About this task ::
For each line below that contains the string "StatePack", copy that line.

Stored data:
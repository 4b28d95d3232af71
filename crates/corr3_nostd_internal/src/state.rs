use crate::stats::StatTuple;
use alloc::vec;
use alloc::vec::Vec;
use ndarray::Array2;

/// Represents the accumulator states that a reduction fills.
///
/// For every radius bin there is:
/// - the total over every triangle, and
/// - for every jackknife group, the contribution attributed to that group.
///   A triangle is attributed to each *distinct* group among its vertices.
///
/// The group contributions are stored with the group on axis 0 and the bin
/// on axis 1.
///
/// # Note
/// There is some benefit to wrapping the ndarray type since it helps contain
/// all references to the ndarray package to a single file.
#[derive(Clone, Debug, PartialEq)]
pub struct StatePack {
    totals: Vec<StatTuple>,
    group_contribs: Array2<StatTuple>,
}

impl StatePack {
    pub fn new(n_bins: usize, n_groups: usize) -> Self {
        StatePack {
            totals: vec![StatTuple::ZERO; n_bins],
            group_contribs: Array2::from_elem((n_groups, n_bins), StatTuple::ZERO),
        }
    }

    pub fn n_bins(&self) -> usize {
        self.totals.len()
    }

    pub fn n_groups(&self) -> usize {
        self.group_contribs.nrows()
    }

    /// returns `[n_groups, n_bins]`
    pub fn shape(&self) -> [usize; 2] {
        [self.n_groups(), self.n_bins()]
    }

    pub fn total(&self, bin: usize) -> &StatTuple {
        &self.totals[bin]
    }

    pub fn total_mut(&mut self, bin: usize) -> &mut StatTuple {
        &mut self.totals[bin]
    }

    pub fn group_contrib(&self, group: usize, bin: usize) -> &StatTuple {
        &self.group_contribs[[group, bin]]
    }

    pub fn group_contrib_mut(&mut self, group: usize, bin: usize) -> &mut StatTuple {
        &mut self.group_contribs[[group, bin]]
    }

    /// zero out every accumulator state
    pub fn reset(&mut self) {
        self.totals.fill(StatTuple::ZERO);
        self.group_contribs.fill(StatTuple::ZERO);
    }

    /// add the states tracked by `other` to `self`
    pub fn merge(&mut self, other: &StatePack) {
        assert_eq!(self.shape(), other.shape());
        for (total, other_total) in self.totals.iter_mut().zip(other.totals.iter()) {
            *total += *other_total;
        }
        self.group_contribs
            .zip_mut_with(&other.group_contribs, |contrib, other_contrib| {
                *contrib += *other_contrib
            });
    }

    /// convert every group contribution into the leave-one-group-out state
    /// (the total minus that group's contribution)
    pub fn into_jackknife_result(self) -> JackknifeResult {
        let StatePack {
            totals,
            mut group_contribs,
        } = self;
        for ((_, bin), contrib) in group_contribs.indexed_iter_mut() {
            *contrib = totals[bin] - *contrib;
        }
        JackknifeResult {
            totals,
            leave_one_out: group_contribs,
        }
    }
}

/// The output of a correlation run: per-bin totals and per-bin, per-group
/// leave-one-group-out states.
#[derive(Clone, Debug, PartialEq)]
pub struct JackknifeResult {
    totals: Vec<StatTuple>,
    // shape: [n_groups, n_bins]
    leave_one_out: Array2<StatTuple>,
}

impl JackknifeResult {
    /// a result where every state is zero (used for degenerate inputs)
    pub fn zeroed(n_bins: usize, n_groups: usize) -> Self {
        StatePack::new(n_bins, n_groups).into_jackknife_result()
    }

    pub fn n_bins(&self) -> usize {
        self.totals.len()
    }

    pub fn n_groups(&self) -> usize {
        self.leave_one_out.nrows()
    }

    pub fn total(&self, bin: usize) -> &StatTuple {
        &self.totals[bin]
    }

    pub fn totals(&self) -> &[StatTuple] {
        &self.totals
    }

    pub fn leave_one_out(&self, bin: usize, group: usize) -> &StatTuple {
        &self.leave_one_out[[group, bin]]
    }

    /// iterate over the leave-one-group-out states of `bin`, in group order
    pub fn leave_one_out_for_bin(&self, bin: usize) -> impl Iterator<Item = &StatTuple> + '_ {
        self.leave_one_out.column(bin).into_iter()
    }

    /// true when every state (totals and leave-one-out) is zero
    pub fn is_zero(&self) -> bool {
        self.totals.iter().all(|s| *s == StatTuple::ZERO)
            && self.leave_one_out.iter().all(|s| *s == StatTuple::ZERO)
    }
}
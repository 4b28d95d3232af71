//! Writing (and reading back) the per-bin report of a correlation run.
//!
//! The report is a tab-separated table with a single header line (prefixed
//! with `#`) and one row per bin:
//!
//! ```text
//! # R1_avg   R2_avg   R3_avg   corr3   Error   DDD   DDR   DRR   RRR
//! ```
//!
//! Every value is written in C-style scientific notation with 16 fractional
//! digits (e.g. `1.0000000000000000e+00`), padded on the right to a width of
//! 23 characters. Non-finite values are written as `nan`, `inf` or `-inf`.

use std::fs::File;
use std::io::{BufRead, BufReader, BufWriter, Write};
use std::path::Path;

use corr3_nostd_internal::{Catalog, Estimator, JackknifeResult, StatTuple};

use crate::error::Error;

const COLUMN_NAMES: [&str; 9] = [
    "R1_avg", "R2_avg", "R3_avg", "corr3", "Error", "DDD", "DDR", "DRR", "RRR",
];
const COLUMN_WIDTH: usize = 23;

/// A single row of the report
#[derive(Clone, Copy, Debug, PartialEq)]
pub struct ReportRow {
    pub r1_avg: f64,
    pub r2_avg: f64,
    pub r3_avg: f64,
    pub corr3: f64,
    pub error: f64,
    pub stats: StatTuple,
}

impl ReportRow {
    fn values(&self) -> [f64; 9] {
        [
            self.r1_avg,
            self.r2_avg,
            self.r3_avg,
            self.corr3,
            self.error,
            self.stats.ddd,
            self.stats.ddr,
            self.stats.drr,
            self.stats.rrr,
        ]
    }

    fn from_values(values: [f64; 9]) -> Self {
        let [r1_avg, r2_avg, r3_avg, corr3, error, ddd, ddr, drr, rrr] = values;
        ReportRow {
            r1_avg,
            r2_avg,
            r3_avg,
            corr3,
            error,
            stats: StatTuple::new(ddd, ddr, drr, rrr),
        }
    }
}

/// The jackknife error of `bin`:
/// `sqrt(((J - 1) / J) * sum_j (est(leave_one_out_j) - est(total))^2)`.
///
/// When the bin holds no triangles (`RRR == 0`), no group contributes and the
/// error is NaN.
pub fn jackknife_error(result: &JackknifeResult, bin: usize, estimator: Estimator) -> f64 {
    let total = result.total(bin);
    if total.rrr == 0.0 {
        return f64::NAN;
    }
    let full = estimator.evaluate(total);
    let mut diff_sq_sum = 0.0;
    let mut count = 0_usize;
    for leave_one_out in result.leave_one_out_for_bin(bin) {
        diff_sq_sum += (estimator.evaluate(leave_one_out) - full).powi(2);
        count += 1;
    }
    let count = count as f64;
    (((count - 1.0) / count) * diff_sq_sum).sqrt()
}

/// Assemble the report rows for every bin of `catalog`
pub fn build_report(
    result: &JackknifeResult,
    catalog: &Catalog,
    estimator: Estimator,
) -> Result<Vec<ReportRow>, Error> {
    if result.n_bins() != catalog.n_bins() {
        return Err(Error::internal(
            "the result and the catalog have different numbers of bins",
        ));
    }
    let rows = catalog
        .bins()
        .iter()
        .enumerate()
        .map(|(bin_index, bin)| {
            let stats = *result.total(bin_index);
            let radii = bin.mean_radii();
            ReportRow {
                r1_avg: radii.r1,
                r2_avg: radii.r2,
                r3_avg: radii.r3,
                corr3: estimator.evaluate(&stats),
                error: jackknife_error(result, bin_index, estimator),
                stats,
            }
        })
        .collect();
    Ok(rows)
}

/// Format `value` like C's `%.16e`
pub fn format_scientific(value: f64) -> String {
    if value.is_nan() {
        return "nan".to_owned();
    } else if value.is_infinite() {
        return if value > 0.0 { "inf" } else { "-inf" }.to_owned();
    }
    let formatted = format!("{value:.16e}");
    match formatted.split_once('e') {
        Some((mantissa, exponent)) => {
            let (sign, digits) = match exponent.strip_prefix('-') {
                Some(digits) => ('-', digits),
                None => ('+', exponent),
            };
            format!("{mantissa}e{sign}{digits:0>2}")
        }
        None => formatted,
    }
}

/// Write the report to `writer`
pub fn write_report<W: Write>(mut writer: W, rows: &[ReportRow]) -> std::io::Result<()> {
    write!(writer, "{:<22}", format!("# {}", COLUMN_NAMES[0]))?;
    for name in &COLUMN_NAMES[1..] {
        write!(writer, "\t{name:<width$}", width = COLUMN_WIDTH)?;
    }
    writeln!(writer)?;

    for row in rows {
        for (i, value) in row.values().into_iter().enumerate() {
            if i > 0 {
                write!(writer, "\t")?;
            }
            write!(
                writer,
                "{:<width$}",
                format_scientific(value),
                width = COLUMN_WIDTH
            )?;
        }
        writeln!(writer)?;
    }
    writer.flush()
}

/// Write the report to a file at `path`
pub fn save_report(path: impl AsRef<Path>, rows: &[ReportRow]) -> Result<(), Error> {
    let path = path.as_ref();
    let file = File::create(path).map_err(|e| Error::io(path.to_path_buf(), "create", e))?;
    write_report(BufWriter::new(file), rows).map_err(|e| Error::io(path.to_path_buf(), "write", e))
}

/// Parse a report produced by [`write_report`]
pub fn parse_report<R: BufRead>(reader: R) -> Result<Vec<ReportRow>, Error> {
    let mut rows = Vec::new();
    for (line_index, line) in reader.lines().enumerate() {
        let line_number = line_index + 1;
        let line = line.map_err(|e| Error::report_parse(line_number, e.to_string()))?;
        let trimmed = line.trim();
        if trimmed.is_empty() || trimmed.starts_with('#') {
            continue;
        }

        let mut values = [0.0; 9];
        let mut n_values = 0;
        for token in trimmed.split_whitespace() {
            if n_values == values.len() {
                return Err(Error::report_parse(
                    line_number,
                    format!("expected {} columns, found more", values.len()),
                ));
            }
            values[n_values] = token.parse::<f64>().map_err(|_| {
                Error::report_parse(line_number, format!("{token:?} isn't a number"))
            })?;
            n_values += 1;
        }
        if n_values != values.len() {
            return Err(Error::report_parse(
                line_number,
                format!("expected {} columns, found {n_values}", values.len()),
            ));
        }
        rows.push(ReportRow::from_values(values));
    }
    Ok(rows)
}

/// Parse the report stored at `path`
pub fn load_report(path: impl AsRef<Path>) -> Result<Vec<ReportRow>, Error> {
    let path = path.as_ref();
    let file = File::open(path).map_err(|e| Error::io(path.to_path_buf(), "open", e))?;
    parse_report(BufReader::new(file))
}
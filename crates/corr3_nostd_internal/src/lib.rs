#![no_std]

extern crate alloc;

#[cfg(test)]
extern crate std;

mod catalog;
mod jackknife;
mod lattice;
mod offset;
mod parallel;
mod state;
mod stats;
mod walk;

pub use catalog::{Catalog, MeanRadii, RadiusBin, TriangleSet};
pub use jackknife::JackknifePartition;
pub use lattice::Lattice;
pub use offset::Offset;
pub use parallel::{Executor, ReductionSpec};
pub use state::{JackknifeResult, StatePack};
pub use stats::{Estimator, StatTuple, landy_szalay, plain};
pub use walk::{FieldTriple, TriangleWalk};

Answer space ::
pub struct StatePack {
impl StatePack {
        StatePack {
    pub fn merge(&mut self, other: &StatePack) {
        let StatePack {
        StatePack::new(n_bins, n_groups).into_jackknife_result()
pub use state::{JackknifeResult, StatePack};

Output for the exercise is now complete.